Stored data
........

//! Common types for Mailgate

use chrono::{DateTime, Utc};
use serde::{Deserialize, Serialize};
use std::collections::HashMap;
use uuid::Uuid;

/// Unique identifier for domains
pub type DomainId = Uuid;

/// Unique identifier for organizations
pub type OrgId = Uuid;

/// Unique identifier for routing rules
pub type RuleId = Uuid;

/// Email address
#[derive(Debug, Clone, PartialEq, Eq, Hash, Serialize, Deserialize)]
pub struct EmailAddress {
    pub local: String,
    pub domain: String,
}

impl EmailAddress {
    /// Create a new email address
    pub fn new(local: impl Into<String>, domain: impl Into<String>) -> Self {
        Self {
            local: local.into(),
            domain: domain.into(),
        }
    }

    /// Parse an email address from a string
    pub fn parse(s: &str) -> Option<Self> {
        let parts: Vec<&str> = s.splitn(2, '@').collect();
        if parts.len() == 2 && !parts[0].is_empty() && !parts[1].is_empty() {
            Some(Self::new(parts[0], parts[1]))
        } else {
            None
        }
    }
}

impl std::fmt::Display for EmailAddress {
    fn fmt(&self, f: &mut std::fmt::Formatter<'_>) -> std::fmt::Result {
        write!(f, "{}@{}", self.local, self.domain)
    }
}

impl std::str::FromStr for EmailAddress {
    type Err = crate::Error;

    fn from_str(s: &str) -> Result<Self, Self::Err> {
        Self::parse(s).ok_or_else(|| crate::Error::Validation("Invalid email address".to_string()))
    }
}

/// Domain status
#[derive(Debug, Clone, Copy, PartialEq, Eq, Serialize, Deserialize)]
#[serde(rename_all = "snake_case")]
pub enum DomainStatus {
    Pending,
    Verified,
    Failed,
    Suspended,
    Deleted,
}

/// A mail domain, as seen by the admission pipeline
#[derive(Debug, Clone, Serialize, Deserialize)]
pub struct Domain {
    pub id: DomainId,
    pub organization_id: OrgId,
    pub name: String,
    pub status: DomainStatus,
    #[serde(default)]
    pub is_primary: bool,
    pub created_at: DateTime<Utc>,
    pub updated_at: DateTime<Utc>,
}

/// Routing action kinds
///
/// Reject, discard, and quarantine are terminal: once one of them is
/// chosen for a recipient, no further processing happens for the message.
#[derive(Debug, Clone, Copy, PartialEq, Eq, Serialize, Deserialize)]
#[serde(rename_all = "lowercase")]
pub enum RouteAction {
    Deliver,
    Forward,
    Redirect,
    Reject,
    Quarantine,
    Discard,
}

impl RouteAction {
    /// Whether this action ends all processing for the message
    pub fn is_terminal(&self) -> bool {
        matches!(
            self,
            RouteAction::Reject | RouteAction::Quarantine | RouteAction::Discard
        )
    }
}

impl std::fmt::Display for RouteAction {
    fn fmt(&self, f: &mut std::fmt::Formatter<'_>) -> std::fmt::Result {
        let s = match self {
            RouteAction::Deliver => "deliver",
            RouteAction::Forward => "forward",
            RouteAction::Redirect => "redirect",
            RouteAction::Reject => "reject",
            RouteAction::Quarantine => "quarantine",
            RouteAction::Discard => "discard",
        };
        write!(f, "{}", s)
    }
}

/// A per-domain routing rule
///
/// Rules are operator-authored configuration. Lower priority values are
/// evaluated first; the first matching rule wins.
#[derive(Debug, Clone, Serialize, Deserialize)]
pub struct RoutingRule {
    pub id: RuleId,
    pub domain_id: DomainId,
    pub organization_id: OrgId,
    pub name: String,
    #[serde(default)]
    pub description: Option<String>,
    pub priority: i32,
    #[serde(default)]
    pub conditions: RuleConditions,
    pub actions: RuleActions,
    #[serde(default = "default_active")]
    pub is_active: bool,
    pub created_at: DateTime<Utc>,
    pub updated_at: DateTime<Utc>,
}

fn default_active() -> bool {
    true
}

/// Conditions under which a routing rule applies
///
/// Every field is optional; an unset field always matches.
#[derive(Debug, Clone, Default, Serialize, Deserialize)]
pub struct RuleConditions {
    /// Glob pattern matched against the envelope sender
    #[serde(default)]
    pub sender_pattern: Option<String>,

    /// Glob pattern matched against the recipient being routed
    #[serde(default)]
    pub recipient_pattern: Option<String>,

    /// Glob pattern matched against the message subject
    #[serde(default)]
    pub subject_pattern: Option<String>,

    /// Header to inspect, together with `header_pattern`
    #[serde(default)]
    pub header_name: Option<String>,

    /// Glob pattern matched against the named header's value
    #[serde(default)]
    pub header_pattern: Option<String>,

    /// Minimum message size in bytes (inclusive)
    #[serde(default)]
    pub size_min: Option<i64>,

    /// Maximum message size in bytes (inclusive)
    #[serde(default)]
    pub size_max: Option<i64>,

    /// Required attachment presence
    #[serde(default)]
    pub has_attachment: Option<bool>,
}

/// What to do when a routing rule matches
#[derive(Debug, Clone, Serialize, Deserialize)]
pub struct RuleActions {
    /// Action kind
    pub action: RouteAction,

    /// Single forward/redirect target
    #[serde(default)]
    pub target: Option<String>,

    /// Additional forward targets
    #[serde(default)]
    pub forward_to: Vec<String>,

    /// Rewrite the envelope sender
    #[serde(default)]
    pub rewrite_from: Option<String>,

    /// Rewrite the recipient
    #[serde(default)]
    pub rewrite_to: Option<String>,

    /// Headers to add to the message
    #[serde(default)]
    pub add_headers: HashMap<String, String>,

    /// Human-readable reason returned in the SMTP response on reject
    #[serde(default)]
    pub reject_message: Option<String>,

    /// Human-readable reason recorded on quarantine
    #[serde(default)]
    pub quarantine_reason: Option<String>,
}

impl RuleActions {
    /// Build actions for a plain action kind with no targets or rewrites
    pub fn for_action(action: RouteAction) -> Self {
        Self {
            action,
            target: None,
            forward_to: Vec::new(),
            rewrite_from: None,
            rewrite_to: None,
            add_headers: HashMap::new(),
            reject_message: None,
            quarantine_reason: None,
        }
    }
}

........

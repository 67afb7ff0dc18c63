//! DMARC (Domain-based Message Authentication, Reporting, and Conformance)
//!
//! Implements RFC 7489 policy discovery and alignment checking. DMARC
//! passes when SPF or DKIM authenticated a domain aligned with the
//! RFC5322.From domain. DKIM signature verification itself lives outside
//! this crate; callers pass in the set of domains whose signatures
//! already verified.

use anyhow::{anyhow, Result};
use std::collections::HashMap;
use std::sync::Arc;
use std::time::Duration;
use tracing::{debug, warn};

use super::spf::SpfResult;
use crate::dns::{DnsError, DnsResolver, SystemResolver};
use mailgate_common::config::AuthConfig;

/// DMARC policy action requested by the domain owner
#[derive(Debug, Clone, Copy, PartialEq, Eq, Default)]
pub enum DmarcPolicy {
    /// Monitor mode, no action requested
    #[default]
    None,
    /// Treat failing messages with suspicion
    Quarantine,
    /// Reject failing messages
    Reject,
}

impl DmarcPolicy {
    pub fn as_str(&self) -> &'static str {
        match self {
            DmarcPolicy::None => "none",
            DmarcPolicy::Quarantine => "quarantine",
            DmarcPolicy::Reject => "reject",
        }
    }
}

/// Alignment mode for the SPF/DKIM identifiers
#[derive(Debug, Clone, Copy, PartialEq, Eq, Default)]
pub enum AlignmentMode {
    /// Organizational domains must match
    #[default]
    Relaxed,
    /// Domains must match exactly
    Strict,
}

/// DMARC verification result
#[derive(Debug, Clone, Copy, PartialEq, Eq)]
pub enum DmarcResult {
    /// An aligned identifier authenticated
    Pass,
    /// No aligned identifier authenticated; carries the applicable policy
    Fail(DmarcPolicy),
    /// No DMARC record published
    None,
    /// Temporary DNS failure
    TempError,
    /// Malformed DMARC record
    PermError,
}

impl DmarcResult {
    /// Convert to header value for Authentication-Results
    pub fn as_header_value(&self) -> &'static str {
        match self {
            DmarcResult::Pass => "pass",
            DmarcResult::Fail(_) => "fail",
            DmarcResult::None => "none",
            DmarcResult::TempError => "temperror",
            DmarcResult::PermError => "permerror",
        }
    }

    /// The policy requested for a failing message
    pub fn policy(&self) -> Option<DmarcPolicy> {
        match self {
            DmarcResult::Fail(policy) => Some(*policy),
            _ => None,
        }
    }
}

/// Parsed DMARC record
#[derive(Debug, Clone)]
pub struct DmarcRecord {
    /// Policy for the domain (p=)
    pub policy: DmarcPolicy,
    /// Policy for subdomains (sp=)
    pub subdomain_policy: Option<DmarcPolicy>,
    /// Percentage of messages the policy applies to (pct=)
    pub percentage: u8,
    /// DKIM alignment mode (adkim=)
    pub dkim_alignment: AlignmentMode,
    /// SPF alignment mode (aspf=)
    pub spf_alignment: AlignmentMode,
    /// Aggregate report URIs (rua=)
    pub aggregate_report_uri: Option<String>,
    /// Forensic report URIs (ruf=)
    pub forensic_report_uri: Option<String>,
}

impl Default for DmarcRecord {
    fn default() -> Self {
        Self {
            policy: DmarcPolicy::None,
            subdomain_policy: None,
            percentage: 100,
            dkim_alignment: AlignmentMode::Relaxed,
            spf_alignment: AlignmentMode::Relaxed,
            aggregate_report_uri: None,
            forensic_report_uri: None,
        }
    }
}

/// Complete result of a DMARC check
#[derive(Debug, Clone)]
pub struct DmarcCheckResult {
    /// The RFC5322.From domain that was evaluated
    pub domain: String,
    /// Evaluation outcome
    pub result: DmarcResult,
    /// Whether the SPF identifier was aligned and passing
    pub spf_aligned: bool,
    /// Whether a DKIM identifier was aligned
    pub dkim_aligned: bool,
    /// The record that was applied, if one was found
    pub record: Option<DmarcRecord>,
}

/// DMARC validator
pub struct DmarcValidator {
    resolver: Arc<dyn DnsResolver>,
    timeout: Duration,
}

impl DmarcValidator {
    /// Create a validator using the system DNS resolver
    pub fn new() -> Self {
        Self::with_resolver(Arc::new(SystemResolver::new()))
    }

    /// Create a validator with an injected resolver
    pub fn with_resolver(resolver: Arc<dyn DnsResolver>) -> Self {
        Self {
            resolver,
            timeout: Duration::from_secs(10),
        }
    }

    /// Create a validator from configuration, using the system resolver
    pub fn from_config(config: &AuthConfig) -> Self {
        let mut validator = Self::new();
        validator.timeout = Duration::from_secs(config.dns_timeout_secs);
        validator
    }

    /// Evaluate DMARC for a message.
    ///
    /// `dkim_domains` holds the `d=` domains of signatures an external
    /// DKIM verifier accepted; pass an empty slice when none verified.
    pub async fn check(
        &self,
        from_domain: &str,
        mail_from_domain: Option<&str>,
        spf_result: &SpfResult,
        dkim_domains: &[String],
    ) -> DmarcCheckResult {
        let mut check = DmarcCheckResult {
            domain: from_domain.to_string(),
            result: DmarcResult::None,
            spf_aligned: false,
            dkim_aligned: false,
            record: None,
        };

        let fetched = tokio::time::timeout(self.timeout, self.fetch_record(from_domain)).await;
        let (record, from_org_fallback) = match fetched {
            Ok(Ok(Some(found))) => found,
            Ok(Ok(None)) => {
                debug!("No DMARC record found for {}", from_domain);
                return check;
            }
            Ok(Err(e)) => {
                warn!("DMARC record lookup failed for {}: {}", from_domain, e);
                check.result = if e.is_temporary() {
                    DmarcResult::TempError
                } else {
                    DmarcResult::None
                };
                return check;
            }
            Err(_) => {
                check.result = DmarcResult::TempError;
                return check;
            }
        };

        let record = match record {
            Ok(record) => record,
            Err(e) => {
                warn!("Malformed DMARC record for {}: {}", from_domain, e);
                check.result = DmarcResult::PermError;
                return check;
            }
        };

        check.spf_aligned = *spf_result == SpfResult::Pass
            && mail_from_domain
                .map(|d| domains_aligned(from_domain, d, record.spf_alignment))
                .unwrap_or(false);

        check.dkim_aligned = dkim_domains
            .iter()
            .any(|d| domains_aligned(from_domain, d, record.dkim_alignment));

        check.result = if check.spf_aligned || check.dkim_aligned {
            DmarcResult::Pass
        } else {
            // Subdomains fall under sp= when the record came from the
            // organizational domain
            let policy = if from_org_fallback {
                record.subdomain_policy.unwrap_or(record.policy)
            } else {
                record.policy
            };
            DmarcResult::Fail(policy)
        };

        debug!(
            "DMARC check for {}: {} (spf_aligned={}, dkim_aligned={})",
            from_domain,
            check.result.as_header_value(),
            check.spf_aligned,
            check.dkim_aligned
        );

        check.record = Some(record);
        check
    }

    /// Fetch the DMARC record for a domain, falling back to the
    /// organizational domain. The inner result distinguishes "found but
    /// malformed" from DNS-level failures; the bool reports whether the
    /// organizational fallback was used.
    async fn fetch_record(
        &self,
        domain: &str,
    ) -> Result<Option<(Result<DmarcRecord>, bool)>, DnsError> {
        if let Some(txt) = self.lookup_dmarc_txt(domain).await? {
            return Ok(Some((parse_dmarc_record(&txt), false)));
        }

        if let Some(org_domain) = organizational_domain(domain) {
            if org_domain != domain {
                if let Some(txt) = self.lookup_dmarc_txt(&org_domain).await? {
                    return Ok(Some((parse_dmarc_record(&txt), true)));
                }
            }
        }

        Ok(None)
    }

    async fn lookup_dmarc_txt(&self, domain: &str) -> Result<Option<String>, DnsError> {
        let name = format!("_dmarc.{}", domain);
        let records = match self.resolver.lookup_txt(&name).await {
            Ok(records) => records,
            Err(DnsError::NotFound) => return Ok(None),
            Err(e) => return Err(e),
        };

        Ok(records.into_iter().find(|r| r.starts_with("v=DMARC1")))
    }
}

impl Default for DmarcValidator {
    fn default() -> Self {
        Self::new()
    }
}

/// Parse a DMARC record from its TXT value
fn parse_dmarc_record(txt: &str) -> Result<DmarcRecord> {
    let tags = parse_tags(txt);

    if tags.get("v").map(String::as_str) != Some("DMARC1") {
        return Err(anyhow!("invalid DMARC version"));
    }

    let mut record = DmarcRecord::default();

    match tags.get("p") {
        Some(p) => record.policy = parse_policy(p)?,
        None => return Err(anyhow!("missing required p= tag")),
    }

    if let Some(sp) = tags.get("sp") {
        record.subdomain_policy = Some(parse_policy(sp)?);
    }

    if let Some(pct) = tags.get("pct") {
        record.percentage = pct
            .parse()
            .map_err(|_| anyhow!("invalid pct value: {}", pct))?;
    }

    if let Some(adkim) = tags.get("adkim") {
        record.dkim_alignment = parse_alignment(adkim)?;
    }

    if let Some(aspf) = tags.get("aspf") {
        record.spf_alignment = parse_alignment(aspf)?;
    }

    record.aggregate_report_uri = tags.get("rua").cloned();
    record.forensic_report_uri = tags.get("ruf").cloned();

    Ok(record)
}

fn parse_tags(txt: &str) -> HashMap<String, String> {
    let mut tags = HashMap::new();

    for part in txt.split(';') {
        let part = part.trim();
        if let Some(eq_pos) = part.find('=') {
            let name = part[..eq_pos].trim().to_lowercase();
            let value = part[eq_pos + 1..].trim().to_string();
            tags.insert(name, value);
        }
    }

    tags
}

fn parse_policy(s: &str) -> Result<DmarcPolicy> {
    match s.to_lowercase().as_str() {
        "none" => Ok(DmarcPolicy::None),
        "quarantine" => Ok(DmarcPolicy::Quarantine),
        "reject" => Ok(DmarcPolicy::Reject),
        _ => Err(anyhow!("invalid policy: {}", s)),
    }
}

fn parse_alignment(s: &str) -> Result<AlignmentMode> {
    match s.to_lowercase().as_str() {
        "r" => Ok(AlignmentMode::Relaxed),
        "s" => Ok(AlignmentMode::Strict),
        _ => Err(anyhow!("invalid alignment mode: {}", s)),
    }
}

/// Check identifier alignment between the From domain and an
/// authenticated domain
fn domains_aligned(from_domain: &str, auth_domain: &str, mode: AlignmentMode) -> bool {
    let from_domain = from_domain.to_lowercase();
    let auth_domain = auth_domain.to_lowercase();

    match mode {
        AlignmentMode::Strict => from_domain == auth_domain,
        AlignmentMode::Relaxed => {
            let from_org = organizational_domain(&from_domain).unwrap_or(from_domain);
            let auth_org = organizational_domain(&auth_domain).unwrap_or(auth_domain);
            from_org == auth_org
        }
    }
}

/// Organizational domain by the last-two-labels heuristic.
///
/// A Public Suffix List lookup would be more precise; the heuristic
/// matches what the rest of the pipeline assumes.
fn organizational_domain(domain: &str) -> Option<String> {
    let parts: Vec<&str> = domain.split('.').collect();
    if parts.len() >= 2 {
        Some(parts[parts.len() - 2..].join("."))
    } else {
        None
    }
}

........

# [TRY IT]
Work out how many lines above contain "RuleConditions", then write only that number.

# [YOUR RESPONSE]
2